■ **WHAT YOU SHOULD DO**
The lines to copy are those in the records below that hold the word "completion".

Saved data entries

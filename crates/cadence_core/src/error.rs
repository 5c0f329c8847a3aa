//! Core error types for cadence.

use std::fmt;

/// Core result type
pub type CoreResult<T> = Result<T, CoreError>;

/// Core error type
#[derive(Debug, Clone, PartialEq, Eq)]
pub enum CoreError {
    /// Invalid encoding
    InvalidEncoding {
        /// Why encoding or decoding failed
        reason: String,
    },

    /// Invalid ID format
    InvalidId {
        /// Why the identifier was rejected
        reason: String,
    },

    /// Invalid version
    InvalidVersion {
        /// Why the version was rejected
        reason: String,
    },

    /// Validation error
    Validation {
        /// Field or object being validated
        field: String,
        /// Why validation failed
        reason: String,
    },

    /// Not found
    NotFound {
        /// Kind of entity
        kind: String,
        /// Identifier that was looked up
        id: String,
    },
}

impl CoreError {
    /// Shorthand for a validation error
    #[must_use]
    pub fn validation(field: impl Into<String>, reason: impl Into<String>) -> Self {
        Self::Validation {
            field: field.into(),
            reason: reason.into(),
        }
    }
}

impl fmt::Display for CoreError {
    fn fmt(&self, f: &mut fmt::Formatter<'_>) -> fmt::Result {
        match self {
            Self::InvalidEncoding { reason } => write!(f, "Invalid encoding: {}", reason),
            Self::InvalidId { reason } => write!(f, "Invalid ID: {}", reason),
            Self::InvalidVersion { reason } => write!(f, "Invalid version: {}", reason),
            Self::Validation { field, reason } => {
                write!(f, "Validation failed for {}: {}", field, reason)
            }
            Self::NotFound { kind, id } => write!(f, "{} not found: {}", kind, id),
        }
    }
}

impl std::error::Error for CoreError {}

impl From<serde_json::Error> for CoreError {
    fn from(err: serde_json::Error) -> Self {
        Self::InvalidEncoding {
            reason: err.to_string(),
        }
    }
}

#[cfg(test)]
mod tests {
    use super::*;

    #[test]
    fn test_error_display() {
        let err = CoreError::InvalidId {
            reason: "empty".to_string(),
        };
        assert_eq!(format!("{}", err), "Invalid ID: empty");

        let err = CoreError::NotFound {
            kind: "Scenario".to_string(),
            id: "dr-drill".to_string(),
        };
        assert_eq!(format!("{}", err), "Scenario not found: dr-drill");
    }

    #[test]
    fn test_validation_shorthand() {
        let err = CoreError::validation("strategy", "unknown name `lifo`");
        let s = format!("{}", err);
        assert!(s.contains("strategy"));
        assert!(s.contains("lifo"));
    }

    #[test]
    fn test_from_serde_json() {
        let parse: Result<serde_json::Value, _> = serde_json::from_str("{not json");
        let err: CoreError = parse.unwrap_err().into();
        assert!(matches!(err, CoreError::InvalidEncoding { .. }));
    }

    #[test]
    fn test_error_equality() {
        assert_eq!(
            CoreError::validation("a", "b"),
            CoreError::validation("a", "b")
        );
        assert_ne!(
            CoreError::validation("a", "b"),
            CoreError::InvalidEncoding {
                reason: "b".to_string()
            }
        );
    }
}
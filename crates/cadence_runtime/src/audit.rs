//! Audit trail and telemetry sinks.
//!
//! Every stage invocation appends one [`ExecutionRecord`]. Records are linked
//! by BLAKE3 digest: each digest covers the record's content and the previous
//! record's digest, so editing or dropping a record breaks the chain.

use crate::executor::ChainState;
use crate::monitor::RunMetrics;
use cadence_core::{Clock, Hash, RequestId, RunId, StageId, TenantId};
use chrono::{DateTime, Utc};
use serde::{Deserialize, Serialize};
use serde_json::Value;
use std::sync::{Arc, Mutex};
use tracing::{info, warn};

/// How one stage invocation ended
#[derive(Debug, Clone, PartialEq, Eq, Serialize, Deserialize)]
#[serde(tag = "outcome", rename_all = "snake_case")]
pub enum StageOutcome {
    /// Returned a value
    Succeeded,
    /// Reported failure
    Failed {
        /// Reported errors
        errors: Vec<String>,
    },
    /// Panicked; converted to a failure
    Panicked {
        /// Panic payload text
        message: String,
    },
    /// Exceeded the stage time limit
    TimedOut {
        /// The limit that was hit
        after_ms: u64,
    },
}

impl StageOutcome {
    /// Whether the stage produced a value
    #[must_use]
    pub fn is_success(&self) -> bool {
        matches!(self, Self::Succeeded)
    }

    fn digest_text(&self) -> String {
        match self {
            Self::Succeeded => "succeeded".to_string(),
            Self::Failed { errors } => format!("failed:{}", errors.join("\u{1f}")),
            Self::Panicked { message } => format!("panicked:{}", message),
            Self::TimedOut { after_ms } => format!("timed_out:{}", after_ms),
        }
    }
}

/// One stage invocation
#[derive(Debug, Clone, PartialEq, Serialize, Deserialize)]
#[serde(rename_all = "camelCase")]
pub struct ExecutionRecord {
    /// Position in the trail, from zero
    pub sequence: u64,
    /// Stage invoked
    pub stage_id: StageId,
    /// Invocation start
    pub started_at: DateTime<Utc>,
    /// Invocation end
    pub finished_at: DateTime<Utc>,
    /// Value handed to the stage
    pub input: Value,
    /// Value returned, if any
    pub output: Option<Value>,
    /// How the invocation ended
    pub outcome: StageOutcome,
    /// Digest of the previous record, or the empty hash
    pub prior_digest: Hash,
    /// Digest of this record
    pub digest: Hash,
}

impl ExecutionRecord {
    fn compute_digest(&self) -> Hash {
        let sequence = self.sequence.to_string();
        let started = self.started_at.to_rfc3339();
        let finished = self.finished_at.to_rfc3339();
        let input = self.input.to_string();
        let output = self
            .output
            .as_ref()
            .map_or_else(String::new, Value::to_string);
        let outcome = self.outcome.digest_text();
        let prior = self.prior_digest.to_hex();
        Hash::compute_parts([
            prior.as_str(),
            sequence.as_str(),
            self.stage_id.as_str(),
            started.as_str(),
            finished.as_str(),
            input.as_str(),
            output.as_str(),
            outcome.as_str(),
        ])
    }
}

/// Audit chain verification failure
#[derive(Debug, Clone, PartialEq, Eq, thiserror::Error)]
pub enum AuditError {
    /// A record does not point at its predecessor
    #[error("record {position} does not link to the previous record")]
    BrokenLink {
        /// Record position
        position: usize,
    },
    /// A record's content no longer matches its digest
    #[error("record {position} content does not match its digest")]
    DigestMismatch {
        /// Record position
        position: usize,
    },
    /// Sequence numbers are not contiguous
    #[error("record {position} has sequence {found}")]
    Sequence {
        /// Record position
        position: usize,
        /// Sequence number found
        found: u64,
    },
}

/// Ordered, hash-linked records of one run
#[derive(Debug, Clone, Default, PartialEq, Serialize, Deserialize)]
pub struct AuditTrail {
    records: Vec<ExecutionRecord>,
}

impl AuditTrail {
    /// Empty trail
    #[must_use]
    pub fn new() -> Self {
        Self::default()
    }

    /// Append a record, linking it to the current tip
    pub fn append(
        &mut self,
        stage_id: StageId,
        started_at: DateTime<Utc>,
        finished_at: DateTime<Utc>,
        input: Value,
        output: Option<Value>,
        outcome: StageOutcome,
    ) -> &ExecutionRecord {
        let mut record = ExecutionRecord {
            sequence: self.records.len() as u64,
            stage_id,
            started_at,
            finished_at,
            input,
            output,
            outcome,
            prior_digest: self.tip(),
            digest: Hash::empty(),
        };
        record.digest = record.compute_digest();
        self.records.push(record);
        &self.records[self.records.len() - 1]
    }

    /// Digest of the last record, or the empty hash
    #[must_use]
    pub fn tip(&self) -> Hash {
        self.records.last().map_or_else(Hash::empty, |r| r.digest)
    }

    /// Records in invocation order
    #[must_use]
    pub fn records(&self) -> &[ExecutionRecord] {
        &self.records
    }

    /// Number of records
    #[must_use]
    pub fn len(&self) -> usize {
        self.records.len()
    }

    /// Whether nothing was recorded
    #[must_use]
    pub fn is_empty(&self) -> bool {
        self.records.is_empty()
    }

    /// Recompute every digest and link
    ///
    /// # Errors
    ///
    /// Returns the first record that does not check out
    pub fn verify(&self) -> Result<(), AuditError> {
        let mut prior = Hash::empty();
        for (position, record) in self.records.iter().enumerate() {
            if record.sequence != position as u64 {
                return Err(AuditError::Sequence {
                    position,
                    found: record.sequence,
                });
            }
            if record.prior_digest != prior {
                return Err(AuditError::BrokenLink { position });
            }
            if record.compute_digest() != record.digest {
                return Err(AuditError::DigestMismatch { position });
            }
            prior = record.digest;
        }
        Ok(())
    }
}

/// Everything a sink receives about one run
#[derive(Debug, Clone, PartialEq, Serialize, Deserialize)]
#[serde(rename_all = "camelCase")]
pub struct RunReport {
    /// Run identifier
    pub run_id: RunId,
    /// Tenant from the context
    pub tenant_id: TenantId,
    /// Request from the context
    pub request_id: RequestId,
    /// Final state
    pub state: ChainState,
    /// Errors that ended the run, empty on success
    pub errors: Vec<String>,
    /// Stage records
    pub audit: AuditTrail,
    /// Counters
    pub metrics: RunMetrics,
    /// When the report was produced
    pub generated_at: DateTime<Utc>,
}

impl RunReport {
    /// Whether the run succeeded
    #[must_use]
    pub fn succeeded(&self) -> bool {
        self.state == ChainState::Succeeded
    }
}

/// Receives a report after every run, completed or abandoned
pub trait TelemetrySink: Send + Sync {
    /// Take a finished run's report
    fn publish(&self, report: &RunReport);
}

/// Discards reports
#[derive(Debug, Clone, Copy, Default)]
pub struct NullSink;

impl TelemetrySink for NullSink {
    fn publish(&self, _report: &RunReport) {}
}

/// Keeps reports in memory
#[derive(Debug, Default)]
pub struct MemorySink {
    reports: Mutex<Vec<RunReport>>,
}

impl MemorySink {
    /// Create an empty sink
    #[must_use]
    pub fn new() -> Self {
        Self::default()
    }

    /// Reports received so far
    #[must_use]
    pub fn reports(&self) -> Vec<RunReport> {
        self.reports
            .lock()
            .unwrap_or_else(|e| e.into_inner())
            .clone()
    }

    /// Number of reports received
    #[must_use]
    pub fn len(&self) -> usize {
        self.reports.lock().unwrap_or_else(|e| e.into_inner()).len()
    }

    /// Whether nothing was received
    #[must_use]
    pub fn is_empty(&self) -> bool {
        self.len() == 0
    }
}

impl TelemetrySink for MemorySink {
    fn publish(&self, report: &RunReport) {
        self.reports
            .lock()
            .unwrap_or_else(|e| e.into_inner())
            .push(report.clone());
    }
}

/// Emits a summary event per report
#[derive(Debug, Clone, Copy, Default)]
pub struct TracingSink;

impl TelemetrySink for TracingSink {
    fn publish(&self, report: &RunReport) {
        if report.succeeded() {
            info!(
                run = %report.run_id,
                tenant = %report.tenant_id,
                stages = report.audit.len(),
                wall_ms = report.metrics.total_stage_millis,
                "chain run succeeded"
            );
        } else {
            warn!(
                run = %report.run_id,
                tenant = %report.tenant_id,
                stages = report.audit.len(),
                errors = ?report.errors,
                "chain run failed"
            );
        }
    }
}

/// Holds the trail of a run in progress and guarantees the sink hears about
/// it exactly once: through [`AuditScope::finish`], or on drop if the run
/// never finished.
pub(crate) struct AuditScope {
    run_id: RunId,
    tenant_id: TenantId,
    request_id: RequestId,
    trail: AuditTrail,
    metrics: RunMetrics,
    state: ChainState,
    sink: Arc<dyn TelemetrySink>,
    clock: Arc<dyn Clock>,
    published: bool,
}

impl AuditScope {
    pub(crate) fn open(
        run_id: RunId,
        tenant_id: TenantId,
        request_id: RequestId,
        sink: Arc<dyn TelemetrySink>,
        clock: Arc<dyn Clock>,
    ) -> Self {
        Self {
            run_id,
            tenant_id,
            request_id,
            trail: AuditTrail::new(),
            metrics: RunMetrics::new(),
            state: ChainState::Pending,
            sink,
            clock,
            published: false,
        }
    }

    pub(crate) fn trail_mut(&mut self) -> &mut AuditTrail {
        &mut self.trail
    }

    pub(crate) fn metrics_mut(&mut self) -> &mut RunMetrics {
        &mut self.metrics
    }

    pub(crate) fn state(&self) -> ChainState {
        self.state
    }

    pub(crate) fn set_state(&mut self, state: ChainState) {
        self.state = state;
    }

    /// Publish and hand back the report
    pub(crate) fn finish(mut self, state: ChainState, errors: Vec<String>) -> RunReport {
        self.state = state;
        let report = self.report(errors);
        self.sink.publish(&report);
        self.published = true;
        report
    }

    fn report(&mut self, errors: Vec<String>) -> RunReport {
        RunReport {
            run_id: self.run_id,
            tenant_id: self.tenant_id.clone(),
            request_id: self.request_id.clone(),
            state: self.state,
            errors,
            audit: std::mem::take(&mut self.trail),
            metrics: std::mem::take(&mut self.metrics),
            generated_at: self.clock.now(),
        }
    }
}

impl Drop for AuditScope {
    fn drop(&mut self) {
        if self.published {
            return;
        }
        warn!(run = %self.run_id, state = ?self.state, "chain run dropped before completion");
        self.state = self.state.fail();
        let report = self.report(vec!["run dropped before completion".to_string()]);
        self.sink.publish(&report);
        self.published = true;
    }
}
//! The interface between a [`Resolver`](crate::Resolver) and the connection it
//! keeps up to date.

use crate::{ResolveError, ServiceConfig};
use std::fmt;

/// A single address a connection can dial.
#[derive(Debug, Clone, PartialEq, Eq, Hash)]
pub struct Address {
    pub addr: String,
}

impl From<String> for Address {
    fn from(addr: String) -> Self {
        Self { addr }
    }
}

impl fmt::Display for Address {
    fn fmt(&self, f: &mut fmt::Formatter<'_>) -> fmt::Result {
        f.write_str(&self.addr)
    }
}

/// The connection state pushed by a resolver after each successful lookup.
#[derive(Debug, Clone, Default, PartialEq)]
pub struct State {
    /// Addresses in the order discovery returned them. May be empty.
    pub addresses: Vec<Address>,
    /// Present only when the builder was configured with a balancer policy.
    pub service_config: Option<ServiceConfig>,
}

/// The connection runtime owning a resolver.
#[async_trait::async_trait]
pub trait ClientConn: Send + Sync {
    /// Replace the connection's addresses and service config with `state`.
    async fn update_state(&self, state: State) -> Result<(), anyhow::Error>;

    /// Signal a resolution failure without otherwise changing state.
    fn report_error(&self, err: &ResolveError);

    /// Validate and compile a load balancing service config document.
    fn parse_service_config(&self, document: &str) -> Result<ServiceConfig, anyhow::Error>;
}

■ **WRITTEN SOLUTION**
        warn!(run = %self.run_id, state = ?self.state, "chain run dropped before completion");
        let report = self.report(vec!["run dropped before completion".to_string()]);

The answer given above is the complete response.